Аббат немного испугался за этого властителя-недоросля, в пределах марки господина полного и не подвластного никому и готового, как видно, пренебречь даже божьим судом. Неужели он имеет намерение сразу потащить это невинное дитя в свою грязную постель? Осторожно заметил: competentia annorum, то есть настоящее совершеннолетие у женщин наступает лишь в шестнадцать лет, а Евпракспи всего только двенадцать.
– Двенадцать лет для девушки – как раз законный возраст, legitima aetas, – напомнил ему маркграф, – или аббат забыл наши законы?
– Однако же, сын мой, даже монахиней женщина не может стать до исполнения ей шестнадцати лет, Competentia annorum! – воскликнул Бодо. – Ваш брак никак не может считаться сразу же свершившимся, это должен быть как бы брак и как бы свадьба.
Разговор происходил в мрачном замковом зале, оба стояли друг против друга, чувствуя, что начинают ненавидеть друг друга; у молодого ненависть всегда сильней и сразу прорывается наружу – маркграф сорвался на крик; словно переломив свою высокую фигуру, наклонился к аббату и прохрипел ему в лицо:
– Шестнадцатилетних в монахини?.. Чтоб рожали детей от аббатов! А у меня – двенадцатилетняя жена, и я хочу сразу же консумации брачной! И пусть мои подданные с радостью говорят: Генрих alreit hatte beschlofen Praxed [1]
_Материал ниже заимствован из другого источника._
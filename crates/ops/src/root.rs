//! Root set of orchestrators: one per (kind, operation) plus the
//! application-level flows, all emitting into one dispatcher.

use std::sync::Arc;

use rustc_hash::FxHashMap;
use skiff_api::ClusterApi;
use skiff_core::ResourceKind;
use tracing::info;

use crate::action::Dispatcher;
use crate::app::{InitializeAppFlow, SwitchPipelineFlow};
use crate::config::OpsConfig;
use crate::epic::{spawn_epic, EpicClosed, EpicHandle};
use crate::gate::Gate;
use crate::resource::{Operation, OperationRequest, ResourceFlow};

#[derive(Debug, Clone, PartialEq, Eq, thiserror::Error)]
pub enum DispatchError {
    #[error("{op} is not supported for {kind}")]
    Unsupported { kind: ResourceKind, op: Operation },
    #[error(transparent)]
    Closed(#[from] EpicClosed),
}

pub struct EpicSet {
    resources: FxHashMap<(ResourceKind, Operation), EpicHandle<OperationRequest>>,
    initialize: EpicHandle<()>,
    switch: EpicHandle<String>,
}

impl EpicSet {
    /// Spawn every orchestrator on the current runtime.
    pub fn spawn(api: Arc<dyn ClusterApi>, cfg: &OpsConfig, out: Dispatcher) -> Self {
        let mut resources = FxHashMap::default();
        for kind in ResourceKind::ALL {
            for op in Operation::ALL {
                if !op.applies_to(kind) {
                    continue;
                }
                let flow = Arc::new(ResourceFlow::new(kind, op, op.policy(cfg), api.clone()));
                resources.insert((kind, op), spawn_epic(flow, op.gate(cfg), out.clone()));
            }
        }
        let initialize = spawn_epic(Arc::new(InitializeAppFlow::new(api)), Gate::Latest, out.clone());
        let switch = spawn_epic(Arc::new(SwitchPipelineFlow::default()), Gate::Debounce(cfg.debounce), out);
        info!(orchestrators = resources.len() + 2, "orchestrators spawned");
        Self { resources, initialize, switch }
    }

    pub fn dispatch(&self, kind: ResourceKind, op: Operation, req: OperationRequest) -> Result<(), DispatchError> {
        let epic = self.resources.get(&(kind, op)).ok_or(DispatchError::Unsupported { kind, op })?;
        Ok(epic.trigger(req)?)
    }

    pub fn initialize_app(&self) -> Result<(), EpicClosed> {
        self.initialize.trigger(())
    }

    pub fn switch_pipeline(&self, name: impl Into<String>) -> Result<(), EpicClosed> {
        self.switch.trigger(name.into())
    }

    /// Close every trigger channel and wait for pending work to finish.
    pub async fn shutdown(self) {
        let Self { resources, initialize, switch } = self;
        futures::future::join_all(resources.into_values().map(EpicHandle::shutdown)).await;
        tokio::join!(initialize.shutdown(), switch.shutdown());
        info!("orchestrators stopped");
    }
}
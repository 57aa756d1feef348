//! Skiff store: reduces emitted actions into an entity table plus request
//! status and a bounded event log, and publishes immutable snapshots.

#![forbid(unsafe_code)]

use std::collections::VecDeque;
use std::sync::Arc;

use arc_swap::ArcSwap;
use metrics::{counter, gauge};
use rustc_hash::FxHashMap;
use serde::Serialize;
use skiff_core::ResourceId;
use skiff_ops::{Action, EntityTable, EventLogEntry, Payload, Routine, Stage};
use tokio::sync::{mpsc, watch};
use tokio::task::JoinHandle;
use tracing::{debug, info};

/// Default bound on retained event-log entries.
pub const DEFAULT_EVENT_LOG_CAP: usize = 1000;

/// Read `SKIFF_EVENT_LOG_CAP`, falling back to the default.
pub fn event_log_cap_from_env() -> usize {
    std::env::var("SKIFF_EVENT_LOG_CAP")
        .ok()
        .and_then(|s| s.trim().parse::<usize>().ok())
        .filter(|n| *n > 0)
        .unwrap_or(DEFAULT_EVENT_LOG_CAP)
}

/// Last known outcome of the operations on one resource.
#[derive(Debug, Clone, PartialEq, Eq, Serialize)]
#[serde(tag = "status", rename_all = "lowercase")]
pub enum RequestStatus {
    Pending { routine: String },
    Ready { routine: String },
    Failed { routine: String, title: String },
}

#[derive(Debug, Clone, Default, Serialize)]
pub struct StoreSnapshot {
    pub epoch: u64,
    pub entities: EntityTable,
    pub status: FxHashMap<ResourceId, RequestStatus>,
    pub event_log: Vec<EventLogEntry>,
    pub current_pipeline: Option<String>,
    pub initialized: bool,
}

impl StoreSnapshot {
    pub fn entity(&self, table: &str, id: &ResourceId) -> Option<&serde_json::Value> {
        self.entities.get(table).and_then(|rows| rows.get(id))
    }
}

/// Mutable reducer state. Owned by one task; readers see `StoreSnapshot`s.
pub struct EntityStore {
    epoch: u64,
    entities: EntityTable,
    status: FxHashMap<ResourceId, RequestStatus>,
    event_log: VecDeque<EventLogEntry>,
    cap: usize,
    dropped: u64,
    current_pipeline: Option<String>,
    initialized: bool,
}

impl EntityStore {
    pub fn with_event_log_cap(cap: usize) -> Self {
        Self {
            epoch: 0,
            entities: EntityTable::new(),
            status: FxHashMap::default(),
            event_log: VecDeque::new(),
            cap: cap.max(1),
            dropped: 0,
            current_pipeline: None,
            initialized: false,
        }
    }

    pub fn epoch(&self) -> u64 {
        self.epoch
    }

    /// Event-log entries evicted by the cap so far.
    pub fn dropped(&self) -> u64 {
        self.dropped
    }

    /// Apply one action. Rows in a SUCCESS payload replace the stored row
    /// whole, so fields the server dropped (e.g. `state` after stop) go away.
    pub fn apply(&mut self, action: &Action) {
        let routine = action.routine.to_string();
        match (&action.stage, &action.payload) {
            (Stage::Request, Payload::Id { id }) => {
                self.status.insert(id.clone(), RequestStatus::Pending { routine });
            }
            (Stage::Success, Payload::Success(s)) => {
                for (table, rows) in &s.normalized.entities {
                    let dst = self.entities.entry(table.clone()).or_default();
                    for (id, row) in rows {
                        dst.insert(id.clone(), row.clone());
                    }
                }
                if let Some(id) = &s.id {
                    self.status.insert(id.clone(), RequestStatus::Ready { routine });
                }
            }
            (Stage::Success, Payload::Removed(r)) => {
                if let Some(rows) = self.entities.get_mut(r.entity) {
                    rows.remove(&r.id);
                }
                self.status.remove(&r.id);
            }
            (Stage::Success, Payload::Name { name }) if action.routine == Routine::SWITCH_PIPELINE => {
                self.current_pipeline = Some(name.clone());
            }
            (Stage::Failure, Payload::Failure(f)) => {
                if let Some(id) = &f.id {
                    self.status.insert(id.clone(), RequestStatus::Failed { routine, title: f.title.clone() });
                }
            }
            (Stage::Fulfill, _) if action.routine == Routine::INITIALIZE_APP => {
                self.initialized = true;
            }
            (Stage::Trigger, Payload::EventLog(entry)) => {
                if self.event_log.len() >= self.cap {
                    self.event_log.pop_front();
                    self.dropped += 1;
                }
                self.event_log.push_back(entry.clone());
                gauge!("store_event_log_len", self.event_log.len() as f64);
            }
            _ => {
                debug!(action = %action.type_name(), "action has no store effect");
                return;
            }
        }
        counter!("store_actions_total", 1, "stage" => action.stage.as_str());
    }

    /// Apply a batch and advance the epoch once.
    pub fn apply_batch(&mut self, batch: &[Action]) {
        for action in batch {
            self.apply(action);
        }
        self.epoch = self.epoch.saturating_add(1);
    }

    pub fn freeze(&self) -> Arc<StoreSnapshot> {
        Arc::new(StoreSnapshot {
            epoch: self.epoch,
            entities: self.entities.clone(),
            status: self.status.clone(),
            event_log: self.event_log.iter().cloned().collect(),
            current_pipeline: self.current_pipeline.clone(),
            initialized: self.initialized,
        })
    }
}

/// Handle for readers to access the current snapshot and subscribe to swaps.
#[derive(Clone)]
pub struct StoreHandle {
    snap: Arc<ArcSwap<StoreSnapshot>>,
    epoch_rx: watch::Receiver<u64>,
}

impl StoreHandle {
    pub fn current(&self) -> Arc<StoreSnapshot> {
        self.snap.load_full()
    }

    pub fn subscribe_epoch(&self) -> watch::Receiver<u64> {
        self.epoch_rx.clone()
    }
}

/// Spawn the reducer loop. Every wakeup drains what is queued, applies it as
/// one batch and swaps in a new snapshot. Ends when all senders are dropped.
pub fn spawn_reducer(cap: usize, mut rx: mpsc::UnboundedReceiver<Action>) -> (StoreHandle, JoinHandle<()>) {
    let snap = Arc::new(ArcSwap::from_pointee(StoreSnapshot::default()));
    let (epoch_tx, epoch_rx) = watch::channel(0u64);
    let snap_clone = Arc::clone(&snap);

    let join = tokio::spawn(async move {
        let mut store = EntityStore::with_event_log_cap(cap);
        while let Some(first) = rx.recv().await {
            let mut batch = vec![first];
            while let Ok(more) = rx.try_recv() {
                batch.push(more);
            }
            store.apply_batch(&batch);
            let next = store.freeze();
            let epoch = next.epoch;
            snap_clone.store(next);
            let _ = epoch_tx.send(epoch);
            debug!(epoch, actions = batch.len(), "store snapshot swapped");
        }
        info!(epoch = store.epoch(), dropped_events = store.dropped(), "reducer loop stopped");
    });

    (StoreHandle { snap, epoch_rx }, join)
}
. Откладывать на четыре или пять лет то, что принадлежит мне по обычаю и праву? Я завтра же торжественно въеду в свой замок с обнаженным мечом в руке под бой котлов и звуки лютней и повезу свою невесту в епископальную церковь, и меня будут сопровождать все бароны и рыцари Нордмарки, и хотел бы я видеть, кто захочет мне помешать!
1
Сразу переспал с Праксед (старонемецк.).
"И псом взрослым еще не стал, – подумал аббат Бодо, – а кусает уже свирепо". Вслух не сказал ничего, даже вздох подавил и тихо отошел от маркграфа, исчез, как тень.
В замок прибыла графиня Ода с баронскими женами, высокая, белолицая – какой Евпраксия помнила ее еще в Киеве. Бывшая княгиня не изменилась ни в чем, даже одежда на ней была почти такая же, как когда-то в Киеве, когда восседала она рядом со Святославом, только золота навесила на себя графиня больше и тяжелей прежнего, и властности в ее голосе слышалось тоже больше, пожалуй, чем во времена княженья.